= Thomas George Fonnereau =

English author and artist

Thomas George Fonnereau (1789–1850) was an English writer and artist.

Fonnereau was the second and posthumous son of Thomas Fonnereau (1745–1788), son of Margaret Fonnereau née Martyn (1717–1778) and Zachary Philip Fonnereau (1706–1778), the descendant of an ancient family from the neighbourhood of La Rochelle, which settled in England at the Edict of Nantes and realised a fortune in the linen trade; and of Harriet, daughter of John Hanson of Reading, Berkshire. His father died at Topsham, Devonshire, on 26 December 1788; his mother survived until 2 February 1832.

== Early life and education ==
Thomas George Fonnereau was born at Reading on 25 August 1789. After practising as an attorney in partnership with John Gregson at 8 Angel Court, Throgmorton Street, from 1816 to 1834, he succeeded, by the death of a relation, into property and devoted himself for the rest of his life to his books and his friends. His political opinions leaned to conservatism, and he published in 1831 a 'Practical View of the Question of Parliamentary Reform', which was subsequently printed in two editions. It was written mainly to prove that a purely democratic government is inappropriate to the circumstances of England, and that the existing system was 'founded on a concentration of the various interests of the country in the House of Commons'.

== Career ==
While still a lawyer he occupied chambers in The Albany, and as a 'great lover and liberal patron of art' entertained a distinguished set of artists and wits at 'choice little dinners', which are recorded in the pages of Planché's 'Recollections'. With one of these friends he travelled in Italy circa 1840 and, on his return, there were printed for private distribution a few copies of 'Mems. of a Tour in Italy, from Sketches by T. G. F., inspired by his friend and fellow-traveller, C. S., esq., R.A.' (probably Clarkson Stanfield), containing thirteen sketches of scenery. Printing was at the expense of D. Colnaghi. On inheriting his fortune he realised a long held ambition, building 'a bachelor's kennel', with the assistance of his friend, Decimus Burton. It was his own design of 'an Italian villa with colonnade and campanile', which arose at Haydon Hill, near Bushey, Hertfordshire.

== Death and legacy ==
Fonnereau died in this building on 13 November 1850, and was buried in a vault in Aldenham churchyard, with many members of the Hibbert family, his nearest relatives. His was later remembered because of his work for private circulation, printed in 1849, called 'The Diary of a Dutiful Son, by H. E. O.' (the second letters of his three names). A copy accidentally came into the hands of Lockhart, who inserted numerous extracts from its pages into the 'Quarterly Review', lxxxvi. 449–63 (1850). The introduction to the volume sets out that his father urged him to keep a diary of the remarks which he heard in the house of a distant relation, 'a literary man in affluent circumstances', and that some little time afterwards he showed the diary as a proof that he had adopted the suggestion.

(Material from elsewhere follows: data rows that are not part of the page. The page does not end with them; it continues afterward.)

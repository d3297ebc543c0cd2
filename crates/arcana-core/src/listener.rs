//! Listener registry
//!
//! Maps message-type tags to sets of callbacks. Components subscribe to
//! a type and get back a [`Subscription`] that removes exactly that
//! callback; when a type's last listener is removed the entry is pruned
//! from the map.

use std::collections::HashMap;
use std::panic::{catch_unwind, AssertUnwindSafe};
use std::sync::{Arc, Mutex, PoisonError};

use serde_json::Value;
use tracing::warn;

/// Callback invoked with the parsed frame for a subscribed message type
pub type ListenerCallback = Arc<dyn Fn(&Value) + Send + Sync + 'static>;

struct RegistryInner {
    next_id: u64,
    listeners: HashMap<String, Vec<(u64, ListenerCallback)>>,
}

/// Registry routing inbound frames to subscribed callbacks
#[derive(Clone)]
pub struct ListenerRegistry {
    inner: Arc<Mutex<RegistryInner>>,
}

impl Default for ListenerRegistry {
    fn default() -> Self {
        Self::new()
    }
}

impl ListenerRegistry {
    pub fn new() -> Self {
        Self {
            inner: Arc::new(Mutex::new(RegistryInner {
                next_id: 0,
                listeners: HashMap::new(),
            })),
        }
    }

    /// Register a callback for a message type
    ///
    /// Multiple listeners per type are allowed and are invoked in
    /// registration order.
    pub fn add(
        &self,
        message_type: &str,
        callback: impl Fn(&Value) + Send + Sync + 'static,
    ) -> Subscription {
        let mut inner = lock(&self.inner);
        let id = inner.next_id;
        inner.next_id += 1;
        inner
            .listeners
            .entry(message_type.to_string())
            .or_default()
            .push((id, Arc::new(callback)));

        Subscription {
            inner: Arc::clone(&self.inner),
            message_type: message_type.to_string(),
            id,
        }
    }

    /// Invoke every listener registered for a type
    ///
    /// Callbacks run outside the registry lock, each isolated so one
    /// panicking listener cannot stop the others. A type with no
    /// listeners is a silent no-op.
    pub fn dispatch(&self, message_type: &str, payload: &Value) {
        let callbacks: Vec<ListenerCallback> = {
            let inner = lock(&self.inner);
            match inner.listeners.get(message_type) {
                Some(entries) => entries.iter().map(|(_, cb)| Arc::clone(cb)).collect(),
                None => return,
            }
        };

        for callback in callbacks {
            if catch_unwind(AssertUnwindSafe(|| callback(payload))).is_err() {
                warn!("Listener for '{}' panicked", message_type);
            }
        }
    }

    /// Number of listeners currently registered for a type
    pub fn listener_count(&self, message_type: &str) -> usize {
        lock(&self.inner)
            .listeners
            .get(message_type)
            .map_or(0, Vec::len)
    }

    /// Whether any listener is registered for a type
    pub fn has_listeners(&self, message_type: &str) -> bool {
        lock(&self.inner).listeners.contains_key(message_type)
    }
}

/// Handle that removes one registered listener
///
/// Dropping the subscription without calling [`Subscription::unsubscribe`]
/// leaves the listener registered for the life of the registry.
pub struct Subscription {
    inner: Arc<Mutex<RegistryInner>>,
    message_type: String,
    id: u64,
}

impl Subscription {
    /// Remove exactly this listener, pruning the type entry if it was
    /// the last one
    pub fn unsubscribe(self) {
        let mut inner = lock(&self.inner);
        if let Some(entries) = inner.listeners.get_mut(&self.message_type) {
            entries.retain(|(id, _)| *id != self.id);
            if entries.is_empty() {
                inner.listeners.remove(&self.message_type);
            }
        }
    }
}

// Callbacks never run under the lock, so a poisoned mutex can only mean
// a panic inside the registry's own map operations; recover rather than
// propagate the panic to unrelated subscribers.
fn lock(inner: &Mutex<RegistryInner>) -> std::sync::MutexGuard<'_, RegistryInner> {
    inner.lock().unwrap_or_else(PoisonError::into_inner)
}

A concluding paragraph reveals that this was an imposition, as the conversations were the product of his own inventive powers. They contained many original and acute observations, from a thinker not dissatisfied with the world, and not anxious for much change, on poetry, philosophy, and political economy, and they present in style and substance an accurate representation of his talk. Lockhart suggested its publication to the world, and a copy, evidently prepared for the press, was found among Fonnereau's papers after his death. This was published by John Murray in 1864.